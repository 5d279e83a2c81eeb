//! Pixmap Type
//!
//! Cheaply clonable RGBA bitmaps with a process-unique identity, plus the
//! radial gradient used behind avatar composites.

use std::sync::atomic::{AtomicU64, Ordering};
use std::sync::Arc;

use image::imageops::FilterType;
use image::{DynamicImage, Rgba, RgbaImage};
use thiserror::Error;

// Identity 0 is reserved for "no pixmap" in cache keys.
static NEXT_PIXMAP_ID: AtomicU64 = AtomicU64::new(1);

#[derive(Debug, Error)]
pub enum PixmapError {
    #[error("failed to decode image: {0}")]
    Decode(#[from] image::ImageError),
}

/// An immutable RGBA bitmap. Clones share pixel storage and identity.
///
/// The identity changes whenever new pixel data is created, so it can stand in
/// for "avatar image version" in cache keys.
#[derive(Debug, Clone)]
pub struct Pixmap {
    id: u64,
    pixels: Arc<RgbaImage>,
}

impl Pixmap {
    pub fn from_image(image: RgbaImage) -> Self {
        Self {
            id: NEXT_PIXMAP_ID.fetch_add(1, Ordering::Relaxed),
            pixels: Arc::new(image),
        }
    }

    /// Decode arbitrary encoded bitmap bytes (BMP, PNG, JPEG, WebP).
    pub fn decode(bytes: &[u8]) -> Result<Self, PixmapError> {
        let decoded = image::load_from_memory(bytes)?;
        Ok(Self::from_image(decoded.to_rgba8()))
    }

    pub fn id(&self) -> u64 {
        self.id
    }

    pub fn width(&self) -> u32 {
        self.pixels.width()
    }

    pub fn height(&self) -> u32 {
        self.pixels.height()
    }

    pub fn image(&self) -> &RgbaImage {
        &self.pixels
    }

    /// Resize to fit within `width` x `height`, preserving aspect ratio,
    /// with smooth (triangle) filtering.
    pub fn scaled_to_fit(&self, width: u32, height: u32) -> Pixmap {
        let dynamic = DynamicImage::ImageRgba8((*self.pixels).clone());
        let resized = dynamic.resize(width.max(1), height.max(1), FilterType::Triangle);
        Pixmap::from_image(resized.to_rgba8())
    }
}

impl PartialEq for Pixmap {
    fn eq(&self, other: &Self) -> bool {
        self.id == other.id
    }
}

/// Radial gradient from light gray `rgb(180,180,180)` at the center to black
/// at a radius of half the diagonal.
pub fn radial_gradient(width: u32, height: u32) -> RgbaImage {
    let width = width.max(1);
    let height = height.max(1);
    let cx = width as f32 / 2.0;
    let cy = height as f32 / 2.0;
    let radius = ((width as f32).powi(2) + (height as f32).powi(2)).sqrt() / 2.0;

    RgbaImage::from_fn(width, height, |x, y| {
        let dx = x as f32 + 0.5 - cx;
        let dy = y as f32 + 0.5 - cy;
        let t = ((dx * dx + dy * dy).sqrt() / radius).clamp(0.0, 1.0);
        let v = (180.0 * (1.0 - t)).round() as u8;
        Rgba([v, v, v, 255])
    })
}
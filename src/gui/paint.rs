//! Paint Command Collection
//!
//! Widgets paint by emitting backend-agnostic draw commands in screen space.
//! The host compositor applies the widget's scene transform when constructing
//! the [`PaintContext`], then rasterizes the collected commands (and uploads
//! [`Pixmap`] blits as textures) however it sees fit.

use egui::emath::TSTransform;
use egui::{Align2, Color32, CornerRadius, FontId, Pos2, Rect, Stroke};

use super::pixmap::Pixmap;

/// Caching hint a widget advertises to the host compositor.
///
/// `DeviceCoordinate` asks the host to cache the widget's rasterized output in
/// device pixels across repaints. Purely an optimization hint; honoring it is
/// optional and does not change what `paint` emits.
#[derive(Debug, Clone, Copy, PartialEq, Eq)]
pub enum CacheMode {
    None,
    DeviceCoordinate,
}

/// A single text draw, vertically/horizontally placed inside `rect`.
#[derive(Debug, Clone, PartialEq)]
pub struct TextCommand {
    pub rect: Rect,
    pub text: String,
    pub font: FontId,
    pub color: Color32,
    pub align: Align2,
    /// Render with the bold/strong face of the font family.
    pub strong: bool,
}

/// Draw primitives emitted by widget paint calls, all in screen coordinates.
#[derive(Debug, Clone, PartialEq)]
pub enum DrawCommand {
    FillRect {
        rect: Rect,
        color: Color32,
    },
    RoundedRect {
        rect: Rect,
        corner_radius: CornerRadius,
        fill: Color32,
        stroke: Stroke,
    },
    StrokeRect {
        rect: Rect,
        stroke: Stroke,
    },
    /// Draw `pixmap` stretched over `rect`.
    Blit {
        rect: Rect,
        pixmap: Pixmap,
    },
    Text(TextCommand),
}

/// Command sink handed to widgets for one paint pass.
///
/// Carries the current scale/translate transform so widgets can compute
/// on-screen sizes (font pixel sizes, avatar cache keys) the same way the
/// compositor will place them.
pub struct PaintContext {
    transform: TSTransform,
    commands: Vec<DrawCommand>,
}

impl PaintContext {
    pub fn new(transform: TSTransform) -> Self {
        Self {
            transform,
            commands: Vec::new(),
        }
    }

    /// Uniform scale factor of the current transform.
    pub fn scaling(&self) -> f32 {
        self.transform.scaling
    }

    /// Map a rect from widget-local logical units to screen coordinates.
    pub fn map_rect(&self, rect: Rect) -> Rect {
        Rect::from_min_max(self.map_pos(rect.min), self.map_pos(rect.max))
    }

    fn map_pos(&self, pos: Pos2) -> Pos2 {
        Pos2::new(
            self.transform.translation.x + pos.x * self.transform.scaling,
            self.transform.translation.y + pos.y * self.transform.scaling,
        )
    }

    pub fn fill_rect(&mut self, rect: Rect, color: Color32) {
        self.commands.push(DrawCommand::FillRect { rect, color });
    }

    pub fn rounded_rect(
        &mut self,
        rect: Rect,
        corner_radius: CornerRadius,
        fill: Color32,
        stroke: Stroke,
    ) {
        self.commands.push(DrawCommand::RoundedRect {
            rect,
            corner_radius,
            fill,
            stroke,
        });
    }

    pub fn stroke_rect(&mut self, rect: Rect, stroke: Stroke) {
        self.commands.push(DrawCommand::StrokeRect { rect, stroke });
    }

    pub fn blit(&mut self, rect: Rect, pixmap: Pixmap) {
        self.commands.push(DrawCommand::Blit { rect, pixmap });
    }

    pub fn text(&mut self, command: TextCommand) {
        self.commands.push(DrawCommand::Text(command));
    }

    /// Commands collected so far, in emission order.
    pub fn commands(&self) -> &[DrawCommand] {
        &self.commands
    }

    pub fn into_commands(self) -> Vec<DrawCommand> {
        self.commands
    }
}

#[cfg(test)]
mod tests {
    use super::*;
    use egui::Vec2;

    #[test]
    fn test_map_rect_identity() {
        let ctx = PaintContext::new(TSTransform::IDENTITY);
        let rect = Rect::from_min_size(Pos2::new(2.0, 2.0), Vec2::new(156.0, 60.0));
        assert_eq!(ctx.map_rect(rect), rect);
    }

    #[test]
    fn test_map_rect_scale_and_translate() {
        let ctx = PaintContext::new(TSTransform {
            translation: Vec2::new(10.0, 20.0),
            scaling: 2.0,
        });
        let rect = Rect::from_min_size(Pos2::new(1.0, 2.0), Vec2::new(3.0, 4.0));
        let mapped = ctx.map_rect(rect);
        assert_eq!(mapped.min, Pos2::new(12.0, 24.0));
        assert_eq!(mapped.max, Pos2::new(18.0, 32.0));
    }

    #[test]
    fn test_commands_preserve_emission_order() {
        let mut ctx = PaintContext::new(TSTransform::IDENTITY);
        let rect = Rect::from_min_size(Pos2::ZERO, Vec2::new(10.0, 10.0));
        ctx.fill_rect(rect, Color32::BLACK);
        ctx.stroke_rect(rect, Stroke::new(1.0, Color32::GRAY));
        let commands = ctx.into_commands();
        assert_eq!(commands.len(), 2);
        assert!(matches!(commands[0], DrawCommand::FillRect { .. }));
        assert!(matches!(commands[1], DrawCommand::StrokeRect { .. }));
    }
}
//! Player Records
//!
//! The user-info view supplied by the owning player abstraction. Avatar bytes
//! are read once, at panel construction.

/// Server-supplied user info for one player.
#[derive(Debug, Clone, Default)]
pub struct UserInfo {
    pub name: String,
    pub level: i32,
    /// Raw encoded avatar bitmap bytes; may be empty.
    pub avatar_bmp: Vec<u8>,
}

impl UserInfo {
    pub fn new(name: impl Into<String>, level: i32, avatar_bmp: Vec<u8>) -> Self {
        Self {
            name: name.into(),
            level,
            avatar_bmp,
        }
    }
}
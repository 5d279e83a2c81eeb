//! Cardtable Widgets Library
//!
//! Player panel and counter badge widgets for a card game client.
//! Widgets emit backend-agnostic draw commands; the host compositor
//! rasterizes them and uploads cached avatar composites as textures.

pub mod gui;
pub mod player;

pub use gui::{CounterBadge, PlayerPanel};
pub use player::UserInfo;
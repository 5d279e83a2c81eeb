//! Player Panel
//!
//! The player-representing widget: avatar composite over a radial gradient,
//! truncated name strip, border, and a red overlay while the panel is the
//! target of a pointing action. Avatar composites are memoized in the pixmap
//! cache keyed by on-screen size, user level and avatar identity.

use std::sync::Arc;

use egui::{Align2, Color32, FontId, Pos2, Rect, Stroke, Vec2};
use image::imageops;
use log::{debug, warn};

use super::counter_badge::CounterBadge;
use super::paint::{CacheMode, PaintContext, TextCommand};
use super::pixmap::{self, Pixmap};
use super::pixmap_cache::{shared_cache, PixmapCache};
use super::placeholder::{LevelPlaceholderGenerator, PlaceholderGenerator};
use crate::player::UserInfo;

const PANEL_SIZE: Vec2 = Vec2::new(160.0, 64.0);
const BORDER: f32 = 2.0;
const NAME_STRIP_SIZE: Vec2 = Vec2::new(110.0, 20.0);
const NAME_MAX_CHARS: usize = 13;
const NAME_TRUNCATED_CHARS: usize = 10;
const MIN_FONT_PX: f32 = 9.0;

pub struct PlayerPanel {
    name: String,
    level: i32,
    avatar: Option<Pixmap>,
    counter: Option<CounterBadge>,
    being_pointed_at: bool,
    cache: Arc<dyn PixmapCache>,
    placeholder: Arc<dyn PlaceholderGenerator>,
}

impl PlayerPanel {
    /// Build a panel from the player's user info, using the process-wide
    /// pixmap cache and the default placeholder art.
    pub fn new(info: &UserInfo) -> Self {
        Self::with_services(info, shared_cache(), Arc::new(LevelPlaceholderGenerator))
    }

    /// Build a panel with an injected cache and placeholder generator.
    ///
    /// Avatar bytes are decoded once here; a decode failure is absorbed and
    /// the panel falls back to placeholder rendering.
    pub fn with_services(
        info: &UserInfo,
        cache: Arc<dyn PixmapCache>,
        placeholder: Arc<dyn PlaceholderGenerator>,
    ) -> Self {
        let avatar = if info.avatar_bmp.is_empty() {
            None
        } else {
            match Pixmap::decode(&info.avatar_bmp) {
                Ok(pixmap) => Some(pixmap),
                Err(err) => {
                    warn!("failed to decode avatar for {}: {}", info.name, err);
                    None
                }
            }
        };

        Self {
            name: info.name.clone(),
            level: info.level,
            avatar,
            counter: None,
            being_pointed_at: false,
            cache,
            placeholder,
        }
    }

    pub fn bounding_rect(&self) -> Rect {
        Rect::from_min_size(Pos2::ZERO, PANEL_SIZE)
    }

    /// The panel's rasterized output only changes with device size or state,
    /// so hosts are invited to cache it in device coordinates.
    pub fn cache_mode(&self) -> CacheMode {
        CacheMode::DeviceCoordinate
    }

    pub fn is_being_pointed_at(&self) -> bool {
        self.being_pointed_at
    }

    /// Observer hook for the arrow-targeting UI.
    pub fn set_being_pointed_at(&mut self, pointed_at: bool) {
        self.being_pointed_at = pointed_at;
    }

    pub fn counter(&self) -> Option<&CounterBadge> {
        self.counter.as_ref()
    }

    pub fn counter_mut(&mut self) -> Option<&mut CounterBadge> {
        self.counter.as_mut()
    }

    /// Create the panel's counter badge, flush to the bottom-right corner.
    /// Returns `None` when a counter already exists; at most one per panel.
    pub fn add_counter(&mut self, id: i32, name: &str, value: i32) -> Option<&mut CounterBadge> {
        if self.counter.is_some() {
            return None;
        }

        let badge_size = Vec2::new(50.0, 30.0);
        let pos = Pos2::new(
            PANEL_SIZE.x - badge_size.x,
            PANEL_SIZE.y - badge_size.y,
        );
        self.counter = Some(CounterBadge::new(id, name, value, pos));
        self.counter.as_mut()
    }

    /// Drop the owned counter badge so a later `add_counter` succeeds again.
    pub fn remove_counter(&mut self) {
        self.counter = None;
    }

    pub fn paint(&self, ctx: &mut PaintContext) {
        let bounds = self.bounding_rect();

        // Avatar area: bounds inset by the border, measured in device pixels.
        let avatar_rect = ctx.map_rect(bounds.shrink(BORDER));
        let width = (avatar_rect.width().round() as u32).max(1);
        let height = (avatar_rect.height().round() as u32).max(1);

        let composite = self.avatar_composite(width, height);

        // Horizontally centered in the avatar area, flush to the top.
        let offset = (avatar_rect.width() - composite.width() as f32) / 2.0;
        let dest = Rect::from_min_size(
            Pos2::new(avatar_rect.min.x + offset, avatar_rect.min.y),
            avatar_rect.size(),
        );
        ctx.blit(dest, composite);

        // Name strip anchored at the bottom-left.
        let strip_rect = ctx.map_rect(Rect::from_min_size(
            Pos2::new(0.0, PANEL_SIZE.y - NAME_STRIP_SIZE.y),
            NAME_STRIP_SIZE,
        ));
        ctx.fill_rect(strip_rect, Color32::from_rgba_unmultiplied(0, 0, 0, 160));

        let font_px = (strip_rect.height() / 1.5).round().max(MIN_FONT_PX);
        ctx.text(TextCommand {
            rect: strip_rect,
            text: format!("  {}", truncate_name(&self.name)),
            font: FontId::proportional(font_px),
            color: Color32::WHITE,
            align: Align2::LEFT_CENTER,
            strong: false,
        });

        // Border with rounded joins.
        ctx.stroke_rect(
            ctx.map_rect(bounds.shrink(BORDER / 2.0)),
            Stroke::new(BORDER * ctx.scaling(), Color32::from_rgb(100, 100, 100)),
        );

        if self.being_pointed_at {
            ctx.fill_rect(
                ctx.map_rect(bounds),
                Color32::from_rgba_unmultiplied(255, 0, 0, 100),
            );
        }
    }

    /// Look up or render the avatar composite for the given on-screen size.
    fn avatar_composite(&self, width: u32, height: u32) -> Pixmap {
        let avatar_id = self.avatar.as_ref().map(Pixmap::id).unwrap_or(0);
        let key = format!("avatar{}_{}_{}", width, self.level, avatar_id);

        if let Some(cached) = self.cache.get(&key) {
            return cached;
        }

        debug!(
            "rendering avatar composite {}x{} for level {}",
            width, height, self.level
        );
        let mut background = pixmap::radial_gradient(width, height);
        let foreground = match &self.avatar {
            Some(avatar) => avatar.scaled_to_fit(width, height),
            None => self.placeholder.generate_pixmap(height, self.level),
        };
        let x = width.saturating_sub(foreground.width()) / 2;
        let y = height.saturating_sub(foreground.height()) / 2;
        imageops::overlay(&mut background, foreground.image(), i64::from(x), i64::from(y));

        let composite = Pixmap::from_image(background);
        self.cache.put(&key, composite.clone());
        composite
    }
}

fn truncate_name(name: &str) -> String {
    if name.chars().count() > NAME_MAX_CHARS {
        let mut truncated: String = name.chars().take(NAME_TRUNCATED_CHARS).collect();
        truncated.push_str("...");
        truncated
    } else {
        name.to_string()
    }
}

## WHAT THIS TASK INVOLVES
Your task is to quote, without any alteration, the lines running from the top of the records to the line that holds "can stand in", both included.

## RESULT
repository 5d279e83a2c81eeb
//! Pixmap Type
//!
//! Cheaply clonable RGBA bitmaps with a process-unique identity, plus the
//! radial gradient used behind avatar composites.

use std::sync::atomic::{AtomicU64, Ordering};
use std::sync::Arc;

use image::imageops::FilterType;
use image::{DynamicImage, Rgba, RgbaImage};
use thiserror::Error;

// Identity 0 is reserved for "no pixmap" in cache keys.
static NEXT_PIXMAP_ID: AtomicU64 = AtomicU64::new(1);

#[derive(Debug, Error)]
pub enum PixmapError {
    #[error("failed to decode image: {0}")]
    Decode(#[from] image::ImageError),
}

/// An immutable RGBA bitmap. Clones share pixel storage and identity.
///
/// The identity changes whenever new pixel data is created, so it can stand in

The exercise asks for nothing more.